◆ **Your task**: Go through the entries and copy every line that has the string "Duration" in it.

◆ **Extracted data**:
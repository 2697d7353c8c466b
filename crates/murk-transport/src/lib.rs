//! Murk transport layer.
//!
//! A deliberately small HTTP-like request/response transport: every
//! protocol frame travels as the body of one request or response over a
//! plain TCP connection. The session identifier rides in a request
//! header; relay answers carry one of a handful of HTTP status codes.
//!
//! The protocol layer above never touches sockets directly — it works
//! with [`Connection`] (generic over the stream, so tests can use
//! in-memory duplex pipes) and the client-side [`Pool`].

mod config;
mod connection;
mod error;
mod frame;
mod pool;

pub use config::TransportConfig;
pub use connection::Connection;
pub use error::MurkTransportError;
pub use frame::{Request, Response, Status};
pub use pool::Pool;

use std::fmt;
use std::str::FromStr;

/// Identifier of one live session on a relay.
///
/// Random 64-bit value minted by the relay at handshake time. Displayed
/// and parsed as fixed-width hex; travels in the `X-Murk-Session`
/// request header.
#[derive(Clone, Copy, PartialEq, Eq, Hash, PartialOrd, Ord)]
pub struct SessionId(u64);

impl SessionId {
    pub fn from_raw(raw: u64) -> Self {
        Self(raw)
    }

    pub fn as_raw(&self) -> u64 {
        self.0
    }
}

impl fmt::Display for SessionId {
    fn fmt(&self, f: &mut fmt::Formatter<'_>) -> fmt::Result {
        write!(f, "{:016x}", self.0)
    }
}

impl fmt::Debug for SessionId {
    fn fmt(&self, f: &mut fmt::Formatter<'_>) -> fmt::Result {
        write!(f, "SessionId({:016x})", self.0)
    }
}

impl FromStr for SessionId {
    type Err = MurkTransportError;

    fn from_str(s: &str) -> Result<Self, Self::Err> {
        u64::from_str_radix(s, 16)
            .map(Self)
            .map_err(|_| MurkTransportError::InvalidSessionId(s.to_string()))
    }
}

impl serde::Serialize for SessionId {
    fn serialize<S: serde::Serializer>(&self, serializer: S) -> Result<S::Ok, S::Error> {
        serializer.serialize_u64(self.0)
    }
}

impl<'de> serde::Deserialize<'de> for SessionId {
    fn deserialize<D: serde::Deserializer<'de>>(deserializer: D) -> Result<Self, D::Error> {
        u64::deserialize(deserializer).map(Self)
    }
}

* * *

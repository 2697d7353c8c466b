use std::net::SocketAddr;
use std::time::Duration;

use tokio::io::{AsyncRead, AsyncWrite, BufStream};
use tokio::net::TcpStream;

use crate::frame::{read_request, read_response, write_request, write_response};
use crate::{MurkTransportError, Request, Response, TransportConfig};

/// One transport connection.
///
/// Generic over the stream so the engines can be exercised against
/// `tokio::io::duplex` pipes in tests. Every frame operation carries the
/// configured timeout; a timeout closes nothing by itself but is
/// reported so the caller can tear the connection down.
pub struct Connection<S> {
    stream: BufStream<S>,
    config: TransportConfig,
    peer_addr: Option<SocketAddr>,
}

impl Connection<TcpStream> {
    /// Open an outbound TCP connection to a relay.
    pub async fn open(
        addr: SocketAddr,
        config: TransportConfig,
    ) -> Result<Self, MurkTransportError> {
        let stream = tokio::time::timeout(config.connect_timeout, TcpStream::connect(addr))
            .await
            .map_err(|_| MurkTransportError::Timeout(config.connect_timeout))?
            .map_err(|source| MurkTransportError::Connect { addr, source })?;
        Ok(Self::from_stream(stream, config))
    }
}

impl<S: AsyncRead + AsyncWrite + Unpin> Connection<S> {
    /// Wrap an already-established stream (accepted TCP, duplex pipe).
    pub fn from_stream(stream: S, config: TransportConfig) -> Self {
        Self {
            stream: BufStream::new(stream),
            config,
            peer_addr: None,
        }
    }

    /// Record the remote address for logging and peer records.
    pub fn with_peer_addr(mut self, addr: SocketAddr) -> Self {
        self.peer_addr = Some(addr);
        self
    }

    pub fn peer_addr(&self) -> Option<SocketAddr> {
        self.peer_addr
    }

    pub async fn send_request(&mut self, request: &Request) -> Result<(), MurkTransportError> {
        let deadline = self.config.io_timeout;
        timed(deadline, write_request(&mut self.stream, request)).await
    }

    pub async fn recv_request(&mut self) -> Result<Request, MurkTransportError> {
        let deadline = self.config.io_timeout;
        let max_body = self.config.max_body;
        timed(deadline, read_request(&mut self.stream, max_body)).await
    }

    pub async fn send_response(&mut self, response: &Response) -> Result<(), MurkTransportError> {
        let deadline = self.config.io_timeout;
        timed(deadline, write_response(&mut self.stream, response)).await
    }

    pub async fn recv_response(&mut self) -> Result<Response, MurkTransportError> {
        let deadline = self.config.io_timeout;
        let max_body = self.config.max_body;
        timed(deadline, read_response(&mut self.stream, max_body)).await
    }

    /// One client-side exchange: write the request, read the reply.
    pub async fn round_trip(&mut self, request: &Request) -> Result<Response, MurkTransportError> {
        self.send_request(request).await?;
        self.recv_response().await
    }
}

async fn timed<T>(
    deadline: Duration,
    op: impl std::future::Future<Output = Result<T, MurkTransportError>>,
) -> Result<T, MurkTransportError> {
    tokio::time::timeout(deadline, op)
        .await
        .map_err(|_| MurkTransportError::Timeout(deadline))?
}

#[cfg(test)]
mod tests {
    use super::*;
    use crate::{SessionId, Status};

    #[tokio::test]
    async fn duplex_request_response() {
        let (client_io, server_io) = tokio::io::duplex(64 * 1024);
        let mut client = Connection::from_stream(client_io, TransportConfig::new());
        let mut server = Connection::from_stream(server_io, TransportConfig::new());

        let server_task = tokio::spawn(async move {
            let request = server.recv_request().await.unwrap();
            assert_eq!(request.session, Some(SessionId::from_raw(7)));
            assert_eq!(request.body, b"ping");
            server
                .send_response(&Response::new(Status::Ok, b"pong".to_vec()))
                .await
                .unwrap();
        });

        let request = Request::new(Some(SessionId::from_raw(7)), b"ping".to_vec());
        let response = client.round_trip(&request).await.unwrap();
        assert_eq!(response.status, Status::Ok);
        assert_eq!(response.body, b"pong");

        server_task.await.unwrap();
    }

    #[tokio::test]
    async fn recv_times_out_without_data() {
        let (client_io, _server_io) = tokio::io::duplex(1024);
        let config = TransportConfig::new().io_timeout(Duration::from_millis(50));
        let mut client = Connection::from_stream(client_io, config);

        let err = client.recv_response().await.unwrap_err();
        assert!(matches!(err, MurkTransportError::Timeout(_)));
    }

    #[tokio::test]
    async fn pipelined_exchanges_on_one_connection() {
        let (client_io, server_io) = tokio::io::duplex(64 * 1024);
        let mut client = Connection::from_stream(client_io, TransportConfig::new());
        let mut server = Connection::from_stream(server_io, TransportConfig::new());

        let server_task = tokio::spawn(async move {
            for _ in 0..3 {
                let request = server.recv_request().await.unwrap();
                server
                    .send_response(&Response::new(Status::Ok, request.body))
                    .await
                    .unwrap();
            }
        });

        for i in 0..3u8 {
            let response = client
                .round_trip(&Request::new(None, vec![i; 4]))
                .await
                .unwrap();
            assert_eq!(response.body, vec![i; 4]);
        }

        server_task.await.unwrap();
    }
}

◆ **Exercise response**:
use std::time::Duration;
    deadline: Duration,
        let config = TransportConfig::new().io_timeout(Duration::from_millis(50));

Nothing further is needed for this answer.